In the first embodiment, the lid heat insulator 11 is used.
Was carried out using a resin molding material of polyphenylene sulfide, but the lid heat insulator 11 was made of a resin molding material containing glass fiber in melamine, phenol, polyimide, silicone resin, unsaturated polyester, or their resin derivatives, or their resins. After applying a shock of 000 G, a discharge test was performed, and the same effect was confirmed.

Although the negative electrode layer of the unit cell 1 was Li,
Li-Al alloy, Li-Si alloy, Li-B alloy, Ca
It may be. Although the positive electrode layer of the unit cell 1 was FeS _2, it may be _{TiS 2, V 2 O 5,} V 6 0 13, CaCrO 4.

Also, in the second embodiment, the function of the piezoelectric ignition ball is made of a resin-molded material in which the function of the piezoelectric ignition ball is incorporated in the lid heat insulator.
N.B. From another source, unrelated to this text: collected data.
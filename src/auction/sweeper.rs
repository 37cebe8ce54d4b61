//! Expiry sweep.
//!
//! Closes every active session whose deadline has passed. Sessions in the
//! additional purchase are closed the same way once their extended deadline
//! runs out.

use chrono::{DateTime, Utc};
use std::sync::Arc;
use std::time::Duration;
use tokio::task::JoinHandle;
use tracing::{debug, error, info, warn};

use super::transition::closing_status;
use crate::error::StoreError;
use crate::storage::SessionStore;
use crate::types::SessionStatus;

/// Outcome of one sweep pass.
#[derive(Debug, Clone, Copy, Default, PartialEq, Eq)]
pub struct SweepReport {
    /// Active sessions examined.
    pub checked: usize,
    pub finished: usize,
    pub did_not_take_place: usize,
    /// Sessions whose update failed; they are retried on the next pass.
    pub failed: usize,
}

impl SweepReport {
    pub fn closed(&self) -> usize {
        self.finished + self.did_not_take_place
    }
}

pub struct Sweeper {
    store: Arc<dyn SessionStore>,
}

impl Sweeper {
    pub fn new(store: Arc<dyn SessionStore>) -> Self {
        Self { store }
    }

    pub async fn run_once(&self) -> Result<SweepReport, StoreError> {
        self.run_at(Utc::now()).await
    }

    /// Sweep as of `now`. Only listing the sessions can fail the whole pass;
    /// a failed close is counted and logged.
    ///
    /// The listing only picks candidates. The store decides the final status
    /// from the row as it stands when closing, so a bid accepted in between
    /// is kept.
    pub async fn run_at(&self, now: DateTime<Utc>) -> Result<SweepReport, StoreError> {
        let sessions = self.store.list_sessions_by_status(SessionStatus::Active).await?;
        let mut report = SweepReport {
            checked: sessions.len(),
            ..SweepReport::default()
        };

        for session in sessions {
            if closing_status(&session, now).is_none() {
                continue;
            }

            match self.store.close_expired(session.id, now).await {
                Ok(Some(status)) => {
                    info!(session_id = session.id, status = %status, "Session closed");
                    match status {
                        SessionStatus::Finished => report.finished += 1,
                        _ => report.did_not_take_place += 1,
                    }
                }
                // A concurrent bid closed it first
                Ok(None) => debug!(session_id = session.id, "Session already closed"),
                Err(e) => {
                    warn!(session_id = session.id, error = %e, "Failed to close session");
                    report.failed += 1;
                }
            }
        }

        Ok(report)
    }

    /// Run the sweep every `every` until the task is aborted.
    pub fn spawn(self, every: Duration) -> JoinHandle<()> {
        tokio::spawn(async move {
            let mut interval = tokio::time::interval(every);
            info!(interval_secs = every.as_secs(), "Session sweep scheduled");
            loop {
                interval.tick().await;
                match self.run_once().await {
                    Ok(report) if report.closed() > 0 || report.failed > 0 => {
                        info!(
                            checked = report.checked,
                            finished = report.finished,
                            did_not_take_place = report.did_not_take_place,
                            failed = report.failed,
                            "Sweep complete"
                        );
                    }
                    Ok(report) => debug!(checked = report.checked, "Sweep complete"),
                    Err(e) => error!(error = %e, "Sweep failed, retrying next interval"),
                }
            }
        })
    }
}

// ---------------------------------------------------------------------------
// Tests
// ---------------------------------------------------------------------------
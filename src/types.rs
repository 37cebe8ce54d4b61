//! Shared types for the tender agents.
//!
//! Sessions and bids are the data the auction state machine mutates and the
//! agents observe. They are kept free of storage concerns so that every
//! store backend can map them in its own way.

use chrono::{DateTime, Duration, Utc};
use rust_decimal::Decimal;
use serde::{Deserialize, Serialize};
use std::fmt;

// ---------------------------------------------------------------------------
// Session
// ---------------------------------------------------------------------------

/// Lifecycle status of a quotation session.
#[derive(Debug, Clone, Copy, PartialEq, Eq, Hash, Serialize, Deserialize)]
pub enum SessionStatus {
    Active,
    Finished,
    DidNotTakePlace,
}

impl SessionStatus {
    /// Stable textual form, used as the column value by the SQL store.
    pub fn as_str(&self) -> &'static str {
        match self {
            SessionStatus::Active => "ACTIVE",
            SessionStatus::Finished => "FINISHED",
            SessionStatus::DidNotTakePlace => "DIDNT_TAKE_PLACE",
        }
    }

    /// Terminal statuses are absorbing: nothing may change afterwards.
    pub fn is_terminal(&self) -> bool {
        !matches!(self, SessionStatus::Active)
    }
}

impl fmt::Display for SessionStatus {
    fn fmt(&self, f: &mut fmt::Formatter<'_>) -> fmt::Result {
        write!(f, "{}", self.as_str())
    }
}

impl std::str::FromStr for SessionStatus {
    type Err = anyhow::Error;

    fn from_str(s: &str) -> Result<Self, Self::Err> {
        match s.to_uppercase().as_str() {
            "ACTIVE" => Ok(SessionStatus::Active),
            "FINISHED" => Ok(SessionStatus::Finished),
            "DIDNT_TAKE_PLACE" | "DID_NOT_TAKE_PLACE" => Ok(SessionStatus::DidNotTakePlace),
            _ => Err(anyhow::anyhow!("Unknown session status: {s}")),
        }
    }
}

/// One product line attached to a session (read-only for the agents).
#[derive(Debug, Clone, PartialEq, Eq, Serialize, Deserialize)]
pub struct ProductLine {
    pub product_id: i64,
    pub quantity: i32,
}

/// A reverse-price auction round.
#[derive(Debug, Clone, Serialize, Deserialize)]
pub struct Session {
    pub id: i64,
    pub name: String,
    pub creator_id: i64,
    pub status: SessionStatus,
    pub start_price: Decimal,
    pub current_price: Decimal,
    /// Percentage of `start_price` removed by every accepted bid.
    pub step_percent: Decimal,
    pub start_time: DateTime<Utc>,
    pub duration_minutes: i64,
    pub in_additional_purchase: bool,
    pub last_bid: Option<Bid>,
    pub products: Vec<ProductLine>,
}

impl fmt::Display for Session {
    fn fmt(&self, f: &mut fmt::Formatter<'_>) -> fmt::Result {
        write!(
            f,
            "[session {}] {} ({} | price {} of {} | step {}% | ends {})",
            self.id,
            self.name,
            self.status,
            self.current_price,
            self.start_price,
            self.step_percent,
            self.end_time().format("%Y-%m-%d %H:%M:%S"),
        )
    }
}

impl Session {
    /// Current deadline, including any extensions granted so far.
    pub fn end_time(&self) -> DateTime<Utc> {
        self.start_time + Duration::minutes(self.duration_minutes)
    }

    /// Time left until the deadline as seen at `at` (negative once passed).
    pub fn remaining_at(&self, at: DateTime<Utc>) -> Duration {
        self.end_time() - at
    }

    pub fn is_active(&self) -> bool {
        self.status == SessionStatus::Active
    }

    /// Price removed by a single accepted bid, or `None` if it does not fit
    /// in a `Decimal`.
    pub fn step_size(&self) -> Option<Decimal> {
        self.start_price
            .checked_mul(self.step_percent)?
            .checked_div(Decimal::ONE_HUNDRED)
    }

    /// Helper to build a test session with sensible defaults.
    #[cfg(test)]
    pub fn sample() -> Self {
        use rust_decimal_macros::dec;
        Session {
            id: 1,
            name: "Office chairs".to_string(),
            creator_id: 7,
            status: SessionStatus::Active,
            start_price: dec!(100),
            current_price: dec!(100),
            step_percent: dec!(10),
            start_time: Utc::now(),
            duration_minutes: 60,
            in_additional_purchase: false,
            last_bid: None,
            products: vec![ProductLine {
                product_id: 3,
                quantity: 12,
            }],
        }
    }
}

// ---------------------------------------------------------------------------
// Bid
// ---------------------------------------------------------------------------

/// An accepted, price-lowering step in a session.
#[derive(Debug, Clone, PartialEq, Serialize, Deserialize)]
pub struct Bid {
    pub id: i64,
    pub session_id: i64,
    pub provider_id: i64,
    /// 0-based, contiguous within a session.
    pub sequence: i64,
    pub placed_at: DateTime<Utc>,
    /// Session price right after this bid.
    pub resulting_price: Decimal,
    /// Placed by an agent rather than by hand.
    pub automated: bool,
}

impl fmt::Display for Bid {
    fn fmt(&self, f: &mut fmt::Formatter<'_>) -> fmt::Result {
        write!(
            f,
            "bid #{} in session {} by provider {} -> {}{}",
            self.sequence,
            self.session_id,
            self.provider_id,
            self.resulting_price,
            if self.automated { " (agent)" } else { "" },
        )
    }
}

// ---------------------------------------------------------------------------
// Tests
// ---------------------------------------------------------------------------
A lid heat insulator made of a molding material may be used.

[0021]

As described above, according to the present invention, by using a heat insulating and heat-resistant resin-molded lid heat insulator inside a thermal battery, even if an impact of 25,000 G is applied, the tightening pressure is reduced. Can be kept constant, especially the utilization rate of the active material of the cell at the time of high rate discharge is improved, a stable output voltage is obtained, and the life of the discharge can be extended,
Further, a thermal battery provided with a lid heat insulator having stable ignition performance can be realized.

[Brief description of the drawings]

FIG. 1 is a longitudinal sectional view of a thermal battery having a piezoelectric ignition ball, showing one embodiment of the present invention.

FIG. 2A is a plan view of the lid heat insulator of the present invention. FIG. 2B is a cross-sectional view of the lid heat insulator.

FIG. 3 is a diagram showing discharge performances before and after an impact test of the lid insulator of the present invention and a conventional lid insulator.

FIG. 4A is a plan view of a lid heat insulator according to a second embodiment of the present invention. FIG. 4B is a cross-sectional view of the lid heat insulator.

[Explanation of symbols]

 DESCRIPTION OF SYMBOLS 1 Unit cell 2 Heating agent 3 Piezoelectric igniter 4 Piezoelectric element 5 Ignition terminal 6 Ignition agent 7 Ignition terminal input pin 8 Piezoelectric ignition ball 9 Exterior lid 10 Ignition sheet 11 Lid insulator 12 Ignition terminal electrode 13 Ignition agent 14 Coating agent

Continuation of the front page (72) Inventor Tetsuji Hayashi 1006 Kazuma Kadoma, Kadoma City, Osaka Prefecture Matsushita Electric Industrial Co., Ltd. (58) Field surveyed (Int. Cl. ⁷ , DB name) H01M 6/36 JICST file (JOIS )

Claims (3)

(57) [Claims] 1. A thermal battery having a power generating section in which a unit cell and a heating agent are laminated, wherein a heat-resistant and impact-resistant resin molding material is used for a lid heat insulator. 2. A resin molding material for the lid heat insulator, wherein polyphenylene sulfide, melamine, phenol, polyimide, silicone resin, unsaturated polyester, a resin derivative thereof, or a resin containing glass fiber in the resin is used. The thermal battery as described. 3. The thermal battery according to claim 1, wherein a lid insulator made of a resin molding material is used in which the function of the piezoelectric ignition ball or the electric igniter is incorporated in the lid insulator.